Work. They excelled at working well together. They were like different gears in the same mechanism, perfectly churning together to achieve a singular purpose. It had taken some clever evasions, but he’d exceeded, in a mere forty-eight hours, in constructing a scenario that would prove to her how good they were together without sacrificing his hard-earned privacy.
He took one last satisfied look around the study and nodded, then stepped into the hall and bellowed, “Mrs. Dart!”
No answer.
“Mrs. Dart!”
No answer.
Where the hell was she? He checked her personal parlor and found it empty. Then he banged on the door of her bedchamber. Empty as well.
“Bernard?” he bellowed.
“Yes, my lord?”
Drew jumped. “Damn, man, where did you come from?”
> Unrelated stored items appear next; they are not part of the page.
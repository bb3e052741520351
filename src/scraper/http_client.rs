use crate::config::ScraperConfig;
use crate::error::ExportError;
use anyhow::{Context, Result};
use reqwest::StatusCode;
use std::time::Duration;
use tokio_retry::RetryIf;
use tokio_retry::strategy::{ExponentialBackoff, jitter};
use tracing::{debug, warn};

/// Thin reqwest wrapper with a shared cookie jar and bounded retry.
#[derive(Clone)]
pub struct HttpClient {
    inner: reqwest::Client,
    max_retries: usize,
    retry_base_ms: u64,
}

/// Outcome of one failed attempt.
#[derive(Debug)]
struct Failure {
    retryable: bool,
    reason: String,
    status: Option<u16>,
}

impl HttpClient {
    pub fn new(config: &ScraperConfig) -> Result<Self> {
        let inner = reqwest::Client::builder()
            .user_agent(&config.user_agent)
            .timeout(Duration::from_secs(config.timeout_secs))
            .gzip(true)
            // Yahoo hands out the crumb only to the session that got the cookie
            .cookie_store(true)
            .build()
            .context("Failed to build HTTP client")?;

        Ok(Self {
            inner,
            max_retries: config.max_retries,
            retry_base_ms: config.retry_base_ms,
        })
    }

    /// Fetch a URL as text. Transport errors, 429 and 5xx are retried with
    /// jittered exponential backoff; any other non-success status fails at once.
    pub async fn get_text(&self, url: &str) -> Result<String, ExportError> {
        let strategy = ExponentialBackoff::from_millis(2)
            .factor(self.retry_base_ms / 2)
            .max_delay(Duration::from_secs(30))
            .map(jitter)
            .take(self.max_retries);

        let mut attempt = 0u32;
        RetryIf::start(
            strategy,
            || {
                attempt += 1;
                self.get_once(url, attempt)
            },
            |f: &Failure| {
                if f.retryable {
                    warn!("GET {} failed ({}), retrying", url, f.reason);
                }
                f.retryable
            },
        )
        .await
        .map_err(|f| ExportError::Fetch {
            url: url.to_string(),
            reason: f.reason,
            status: f.status,
        })
    }

    /// Issue a GET only for its side effects on the cookie jar. The status
    /// is ignored; fc.yahoo.com answers 404 while still setting the cookie.
    pub async fn touch(&self, url: &str) -> Result<(), ExportError> {
        debug!("GET {} (cookie priming)", url);
        let resp = self
            .inner
            .get(url)
            .send()
            .await
            .map_err(|e| ExportError::Fetch {
                url: url.to_string(),
                reason: format!("request error: {e}"),
                status: None,
            })?;
        debug!("{} answered {}", url, resp.status());
        Ok(())
    }

    async fn get_once(&self, url: &str, attempt: u32) -> Result<String, Failure> {
        debug!("GET {} (attempt {})", url, attempt);

        let resp = self.inner.get(url).send().await.map_err(|e| Failure {
            retryable: true,
            reason: format!("request error: {e}"),
            status: None,
        })?;

        let status = resp.status();
        if !status.is_success() {
            return Err(Failure {
                retryable: status == StatusCode::TOO_MANY_REQUESTS || status.is_server_error(),
                reason: format!("HTTP {status}"),
                status: Some(status.as_u16()),
            });
        }

        resp.text().await.map_err(|e| Failure {
            retryable: true,
            reason: format!("failed to read response body: {e}"),
            status: None,
        })
    }
}

// ── Tests ─────────────────────────────────────────────────────────────────────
“You seemed agitated below stairs, so I ascertained it was best to keep an eye on you, should you need anything. I see I was correct.” He pulled himself up tall and smoothed his lapels, preening. “What is it you need, my lord?”
“Where is Mrs. Dart?”
“Ah. Yes. The last I saw her, she was in the long gallery on the second floor. It’s just—Where are you going, my lord?”
Drew swung around the corner and took the steps two at a time. The long gallery. That’s where he was going. He pushed through the double doors at the end of the hall and entered a room filled with natural light. Tall windows at regular intervals let the sun pour in, and on every available bit of wall—a painting. Of course. Why’d she have to behere?
But here she was, her back to him, head tilted, staring up at a larger-than-life portrait.